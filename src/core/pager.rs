//! Rate-limited history pagination.
//!
//! [`RateLimitedPager`] walks one group's history from the newest message
//! backwards in batches of at most `batch_size`, for one session.
//!
//! # Behavior Notes
//!
//! - The cursor only moves toward older messages; a batch that does not move
//!   it ends pagination
//! - `RateLimited { seconds }` suspends for exactly `seconds` and reissues the
//!   identical request (same offset, same limit)
//! - A fixed delay follows every non-empty batch
//! - The cap counts messages inside the date window only; a batch is cut
//!   right after the message that reaches it
//! - `Unavailable` and `Fatal` end pagination for this group only

use std::future::Future;
use std::time::Duration;

use tracing::{debug, warn};

use crate::MessageRecord;
use crate::config::SearchConfig;
use crate::core::filter::DateRange;
use crate::error::FetchError;
use crate::session::Session;
use crate::source::{GroupInfo, HistorySource};

/// Pagination state for one (session, group) pair.
#[derive(Debug, Clone, Copy, Default, PartialEq, Eq)]
pub struct FetchCursor {
    /// Id of the oldest message seen so far; 0 = start from the newest.
    pub offset: u64,
    /// In-window messages handed out so far, counted against `cap`.
    pub processed: usize,
    /// All messages handed out so far, in or out of the window.
    pub fetched: usize,
    /// Message cap, 0 = unbounded.
    pub cap: usize,
    /// Non-empty batches handed out so far.
    pub batches: usize,
    exhausted: bool,
}

impl FetchCursor {
    pub fn new(cap: usize) -> Self {
        Self {
            cap,
            ..Self::default()
        }
    }

    /// Returns `true` once pagination for this pair is over.
    pub fn is_exhausted(&self) -> bool {
        self.exhausted
    }

    /// Messages still allowed under the cap, `None` when unbounded.
    pub fn remaining(&self) -> Option<usize> {
        (self.cap > 0).then(|| self.cap.saturating_sub(self.processed))
    }

    fn cap_reached(&self) -> bool {
        self.remaining() == Some(0)
    }
}

/// Runs `op` until it returns something other than `RateLimited`,
/// sleeping the advertised number of seconds between attempts.
pub(crate) async fn retry_rate_limited<T, F, Fut>(what: &str, mut op: F) -> Result<T, FetchError>
where
    F: FnMut() -> Fut,
    Fut: Future<Output = Result<T, FetchError>>,
{
    loop {
        match op().await {
            Err(FetchError::RateLimited { seconds }) => {
                warn!(request = what, seconds, "rate limited, waiting before retry");
                tokio::time::sleep(Duration::from_secs(seconds)).await;
            }
            other => return other,
        }
    }
}

/// Pages one group's history through one session.
///
/// # Example
///
/// ```rust,no_run
/// # async fn example(source: &dyn chatgrep::source::HistorySource,
/// #                  session: &chatgrep::session::Session,
/// #                  group: &chatgrep::source::GroupInfo) -> Result<(), chatgrep::error::FetchError> {
/// use chatgrep::config::SearchConfig;
/// use chatgrep::core::pager::RateLimitedPager;
///
/// let config = SearchConfig::new("rust").with_batch_size(50).with_message_cap(200);
/// let mut pager = RateLimitedPager::new(source, session, group, &config);
///
/// while let Some(batch) = pager.fetch_next_batch().await? {
///     println!("{} messages, cursor at {}", batch.len(), pager.cursor().offset);
/// }
/// # Ok(())
/// # }
/// ```
pub struct RateLimitedPager<'a, S: HistorySource + ?Sized> {
    source: &'a S,
    session: &'a Session,
    group: &'a GroupInfo,
    cursor: FetchCursor,
    window: DateRange,
    batch_size: usize,
    delay: Duration,
}

impl<'a, S: HistorySource + ?Sized> RateLimitedPager<'a, S> {
    pub fn new(source: &'a S, session: &'a Session, group: &'a GroupInfo, config: &SearchConfig) -> Self {
        Self {
            source,
            session,
            group,
            cursor: FetchCursor::new(config.message_cap),
            window: config.date_range,
            batch_size: config.batch_size.max(1),
            delay: config.delay(),
        }
    }

    pub fn cursor(&self) -> &FetchCursor {
        &self.cursor
    }

    /// Stops pagination early, e.g. once the date window has been passed.
    pub fn finish(&mut self) {
        self.cursor.exhausted = true;
    }

    /// Fetches the next batch, newest first.
    ///
    /// Returns `Ok(None)` once pagination is over. After an error the pager
    /// is exhausted as well.
    pub async fn fetch_next_batch(&mut self) -> Result<Option<Vec<MessageRecord>>, FetchError> {
        if self.cursor.exhausted || self.cursor.cap_reached() {
            self.cursor.exhausted = true;
            return Ok(None);
        }

        // Messages newer than the window do not count, so only shorten the
        // request when every fetched message could count
        let limit = match self.cursor.remaining() {
            Some(left) if self.window.to.is_none() => left.min(self.batch_size),
            _ => self.batch_size,
        };
        let offset = self.cursor.offset;
        let (source, session, group) = (self.source, self.session, self.group);

        let fetched = retry_rate_limited("get_history", move || {
            source.get_history(session, group, offset, limit)
        })
        .await;

        let mut batch = match fetched {
            Ok(batch) => batch,
            Err(err) => {
                self.cursor.exhausted = true;
                return Err(err);
            }
        };

        // Anything not strictly older than the cursor was already seen
        if offset > 0 {
            batch.retain(|m| m.id < offset);
        }
        batch.truncate(limit);
        let counted = self.cut_at_cap(&mut batch);

        let Some(oldest) = batch.iter().map(|m| m.id).min() else {
            debug!(group = self.group.id, offset, "history exhausted");
            self.cursor.exhausted = true;
            return Ok(None);
        };

        self.cursor.offset = oldest;
        self.cursor.processed += counted;
        self.cursor.fetched += batch.len();
        self.cursor.batches += 1;

        // Id 0 would restart from the newest message
        if oldest == 0 || self.cursor.cap_reached() {
            self.cursor.exhausted = true;
        }

        debug!(
            group = self.group.id,
            session = %self.session.label,
            batch = batch.len(),
            offset = self.cursor.offset,
            processed = self.cursor.processed,
            fetched = self.cursor.fetched,
            "fetched batch"
        );

        if !self.delay.is_zero() {
            tokio::time::sleep(self.delay).await;
        }

        Ok(Some(batch))
    }

    /// Truncates `batch` after the in-window message that reaches the cap.
    /// Returns the number of in-window messages kept.
    fn cut_at_cap(&self, batch: &mut Vec<MessageRecord>) -> usize {
        let left = self.cursor.remaining().unwrap_or(usize::MAX);
        let mut counted = 0;
        for (i, msg) in batch.iter().enumerate() {
            if !self.window.contains(msg.timestamp) {
                continue;
            }
            counted += 1;
            if counted == left {
                batch.truncate(i + 1);
                break;
            }
        }
        counted
    }
}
• • • • •
→ **EXERCISE OBJECTIVE**
Copy out all of the records shown above exactly.

→ **EXERCISE SOLUTION**
filename src/core/pager.rs
//! Rate-limited history pagination.
//!
//! [`RateLimitedPager`] walks one group's history from the newest message
//! backwards in batches of at most `batch_size`, for one session.
//!
//! # Behavior Notes
//!
//! - The cursor only moves toward older messages; a batch that does not move
//!   it ends pagination
//! - `RateLimited { seconds }` suspends for exactly `seconds` and reissues the
//!   identical request (same offset, same limit)
//! - A fixed delay follows every non-empty batch
//! - The cap counts messages inside the date window only; a batch is cut
//!   right after the message that reaches it
//! - `Unavailable` and `Fatal` end pagination for this group only

use std::future::Future;
use std::time::Duration;

use tracing::{debug, warn};

use crate::MessageRecord;
use crate::config::SearchConfig;
use crate::core::filter::DateRange;
use crate::error::FetchError;
use crate::session::Session;
use crate::source::{GroupInfo, HistorySource};

/// Pagination state for one (session, group) pair.
#[derive(Debug, Clone, Copy, Default, PartialEq, Eq)]
pub struct FetchCursor {
    /// Id of the oldest message seen so far; 0 = start from the newest.
    pub offset: u64,
    /// In-window messages handed out so far, counted against `cap`.
    pub processed: usize,
    /// All messages handed out so far, in or out of the window.
    pub fetched: usize,
    /// Message cap, 0 = unbounded.
    pub cap: usize,
    /// Non-empty batches handed out so far.
    pub batches: usize,
    exhausted: bool,
}

impl FetchCursor {
    pub fn new(cap: usize) -> Self {
        Self {
            cap,
            ..Self::default()
        }
    }

    /// Returns `true` once pagination for this pair is over.
    pub fn is_exhausted(&self) -> bool {
        self.exhausted
    }

    /// Messages still allowed under the cap, `None` when unbounded.
    pub fn remaining(&self) -> Option<usize> {
        (self.cap > 0).then(|| self.cap.saturating_sub(self.processed))
    }

    fn cap_reached(&self) -> bool {
        self.remaining() == Some(0)
    }
}

/// Runs `op` until it returns something other than `RateLimited`,
/// sleeping the advertised number of seconds between attempts.
pub(crate) async fn retry_rate_limited<T, F, Fut>(what: &str, mut op: F) -> Result<T, FetchError>
where
    F: FnMut() -> Fut,
    Fut: Future<Output = Result<T, FetchError>>,
{
    loop {
        match op().await {
            Err(FetchError::RateLimited { seconds }) => {
                warn!(request = what, seconds, "rate limited, waiting before retry");
                tokio::time::sleep(Duration::from_secs(seconds)).await;
            }
            other => return other,
        }
    }
}

/// Pages one group's history through one session.
///
/// # Example
///
/// ```rust,no_run
/// # async fn example(source: &dyn chatgrep::source::HistorySource,
/// #                  session: &chatgrep::session::Session,
/// #                  group: &chatgrep::source::GroupInfo) -> Result<(), chatgrep::error::FetchError> {
/// use chatgrep::config::SearchConfig;
/// use chatgrep::core::pager::RateLimitedPager;
///
/// let config = SearchConfig::new("rust").with_batch_size(50).with_message_cap(200);
/// let mut pager = RateLimitedPager::new(source, session, group, &config);
///
/// while let Some(batch) = pager.fetch_next_batch().await? {
///     println!("{} messages, cursor at {}", batch.len(), pager.cursor().offset);
/// }
/// # Ok(())
/// # }
/// ```
pub struct RateLimitedPager<'a, S: HistorySource + ?Sized> {
    source: &'a S,
    session: &'a Session,
    group: &'a GroupInfo,
    cursor: FetchCursor,
    window: DateRange,
    batch_size: usize,
    delay: Duration,
}

impl<'a, S: HistorySource + ?Sized> RateLimitedPager<'a, S> {
    pub fn new(source: &'a S, session: &'a Session, group: &'a GroupInfo, config: &SearchConfig) -> Self {
        Self {
            source,
            session,
            group,
            cursor: FetchCursor::new(config.message_cap),
            window: config.date_range,
            batch_size: config.batch_size.max(1),
            delay: config.delay(),
        }
    }

    pub fn cursor(&self) -> &FetchCursor {
        &self.cursor
    }

    /// Stops pagination early, e.g. once the date window has been passed.
    pub fn finish(&mut self) {
        self.cursor.exhausted = true;
    }

    /// Fetches the next batch, newest first.
    ///
    /// Returns `Ok(None)` once pagination is over. After an error the pager
    /// is exhausted as well.
    pub async fn fetch_next_batch(&mut self) -> Result<Option<Vec<MessageRecord>>, FetchError> {
        if self.cursor.exhausted || self.cursor.cap_reached() {
            self.cursor.exhausted = true;
            return Ok(None);
        }

        // Messages newer than the window do not count, so only shorten the
        // request when every fetched message could count
        let limit = match self.cursor.remaining() {
            Some(left) if self.window.to.is_none() => left.min(self.batch_size),
            _ => self.batch_size,
        };
        let offset = self.cursor.offset;
        let (source, session, group) = (self.source, self.session, self.group);

        let fetched = retry_rate_limited("get_history", move || {
            source.get_history(session, group, offset, limit)
        })
        .await;

        let mut batch = match fetched {
            Ok(batch) => batch,
            Err(err) => {
                self.cursor.exhausted = true;
                return Err(err);
            }
        };

        // Anything not strictly older than the cursor was already seen
        if offset > 0 {
            batch.retain(|m| m.id < offset);
        }
        batch.truncate(limit);
        let counted = self.cut_at_cap(&mut batch);

        let Some(oldest) = batch.iter().map(|m| m.id).min() else {
            debug!(group = self.group.id, offset, "history exhausted");
            self.cursor.exhausted = true;
            return Ok(None);
        };

        self.cursor.offset = oldest;
        self.cursor.processed += counted;
        self.cursor.fetched += batch.len();
        self.cursor.batches += 1;

        // Id 0 would restart from the newest message
        if oldest == 0 || self.cursor.cap_reached() {
            self.cursor.exhausted = true;
        }

        debug!(
            group = self.group.id,
            session = %self.session.label,
            batch = batch.len(),
            offset = self.cursor.offset,
            processed = self.cursor.processed,
            fetched = self.cursor.fetched,
            "fetched batch"
        );

        if !self.delay.is_zero() {
            tokio::time::sleep(self.delay).await;
        }

        Ok(Some(batch))
    }

    /// Truncates `batch` after the in-window message that reaches the cap.
    /// Returns the number of in-window messages kept.
    fn cut_at_cap(&self, batch: &mut Vec<MessageRecord>) -> usize {
        let left = self.cursor.remaining().unwrap_or(usize::MAX);
        let mut counted = 0;
        for (i, msg) in batch.iter().enumerate() {
            if !self.window.contains(msg.timestamp) {
                continue;
            }
            counted += 1;
            if counted == left {
                batch.truncate(i + 1);
                break;
            }
        }
        counted
    }
}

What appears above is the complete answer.